On November 19, Dallas City Council members will meet and vote on proposed new restrictions on the city’s smoking ordinance. This is the second time in half a decade that anti-smoking proposals have been brought before the council to be voted on. The fundamental problem with smoking bans is their infringement on the free market, and the rights of both business owners and consumers. Not to mention the negative effect further restrictions will have on the local economy. The Mayor of Dallas, Tom Leppert, scheduled a public meeting on the proposed smoking ordinance the day after Election Day when everybody has grown sick and tired of hearing about politics and elections.

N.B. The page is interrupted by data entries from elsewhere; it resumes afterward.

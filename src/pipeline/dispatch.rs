// src/pipeline/dispatch.rs

//! Batched, rate-limited fan-out to notification destinations.
//!
//! Every non-empty bucket gets a header send, then its records are
//! split into ordered batches and the batches are interleaved
//! round-robin across buckets (batch 0 of bucket A, batch 0 of bucket
//! B, ..., then batch 1 of bucket A, ...). Interleaving bounds the
//! worst-case latency of any single bucket under the shared rate
//! budget. The fixed delay before every send is the rate-limit
//! mechanism; nothing may skip it.

use std::collections::{BTreeMap, VecDeque};
use std::time::Duration;

use crate::models::{BucketKey, CanonicalRecord, DispatchConfig};
use crate::services::{Message, NotificationSink};

/// Summary of a dispatch invocation.
#[derive(Debug, Default, Clone, PartialEq, Eq)]
pub struct DispatchOutcome {
    /// Header messages delivered
    pub header_sends: usize,
    /// Batch messages delivered
    pub batch_sends: usize,
    /// Sends that failed (logged and skipped, never retried)
    pub failed_sends: usize,
    /// Buckets skipped because no destination was configured
    pub skipped_buckets: usize,
}

/// Fan a bucket map out to the sink.
///
/// Send failures are logged and the schedule continues; a bucket with
/// no configured destination is skipped entirely rather than falling
/// back to a default destination.
pub async fn dispatch(
    buckets: &BTreeMap<BucketKey, Vec<CanonicalRecord>>,
    config: &DispatchConfig,
    sink: &dyn NotificationSink,
) -> DispatchOutcome {
    let delay = Duration::from_millis(config.inter_send_delay_ms);
    let mut outcome = DispatchOutcome::default();

    // Resolve destinations up front; unresolvable buckets drop out of
    // the schedule before any send happens.
    let mut queues: Vec<BucketQueue<'_>> = Vec::new();
    for (key, records) in buckets {
        if records.is_empty() {
            continue;
        }
        let Some(destination) = config.destinations.get(&key.to_string()) else {
            log::warn!("No destination configured for bucket {}, skipping", key);
            outcome.skipped_buckets += 1;
            continue;
        };
        queues.push(BucketQueue {
            key: *key,
            destination,
            batches: records.chunks(config.batch_size.max(1)).collect(),
        });
    }

    // Headers first, one per bucket.
    for queue in &queues {
        let total: usize = queue.batches.iter().map(|b| b.len()).sum();
        tokio::time::sleep(delay).await;
        let message = Message::Header {
            bucket: queue.key,
            count: total,
        };
        match sink.send(queue.destination, message).await {
            Ok(()) => outcome.header_sends += 1,
            Err(e) => {
                outcome.failed_sends += 1;
                log::warn!("Header send failed for bucket {}: {}", queue.key, e);
            }
        }
    }

    // Round-robin across buckets until every queue is drained.
    while queues.iter().any(|q| !q.batches.is_empty()) {
        for queue in &mut queues {
            let Some(batch) = queue.batches.pop_front() else {
                continue;
            };
            tokio::time::sleep(delay).await;
            let message = Message::Batch {
                bucket: queue.key,
                records: batch,
            };
            match sink.send(queue.destination, message).await {
                Ok(()) => outcome.batch_sends += 1,
                Err(e) => {
                    outcome.failed_sends += 1;
                    log::warn!(
                        "Batch send failed for bucket {} ({} records): {}",
                        queue.key,
                        batch.len(),
                        e
                    );
                }
            }
        }
    }

    outcome
}

/// One bucket's ordered batch queue within the round-robin schedule.
struct BucketQueue<'a> {
    key: BucketKey,
    destination: &'a str,
    batches: VecDeque<&'a [CanonicalRecord]>,
}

“He sprang this on the citizens,” Peggy Venerable, Texas director for Americans for Prosperity said in response to Tom Leppert’s decision. “This meeting was scheduled in the middle of a workday and after the national elections, when the citizens’ attention would be turned elsewhere.”
It is almost as if Mayor Leppert does not want the taxpayers to give their say on the matter, but that would be ridiculous, right?
The whole purpose of these smoking bans is to appease those who worry about the effects of secondhand smoke. These same people worry so much that they are more than willing to infringe on another person’s right to do something that is completely legal. Regardless of the fact that the effects of secondhand smoke are still widely disputed, and there is no conclusive evidence that links secondhand smoke to lung cancer people have just as much right to choose not to enter a bar that allows smoking that a consumer does to smoke in a business that allows it. Smoking bans expand government to such an extent that they tell businesses in a free market what they can and cannot do and/or allow in their places of business.
There is a simple solution, and that is for the businesses themselves to post a sign outside and in their establishments that identify the location as either a smoking or non-smoking area. Let the free market work, and it will prove to be better for the economy.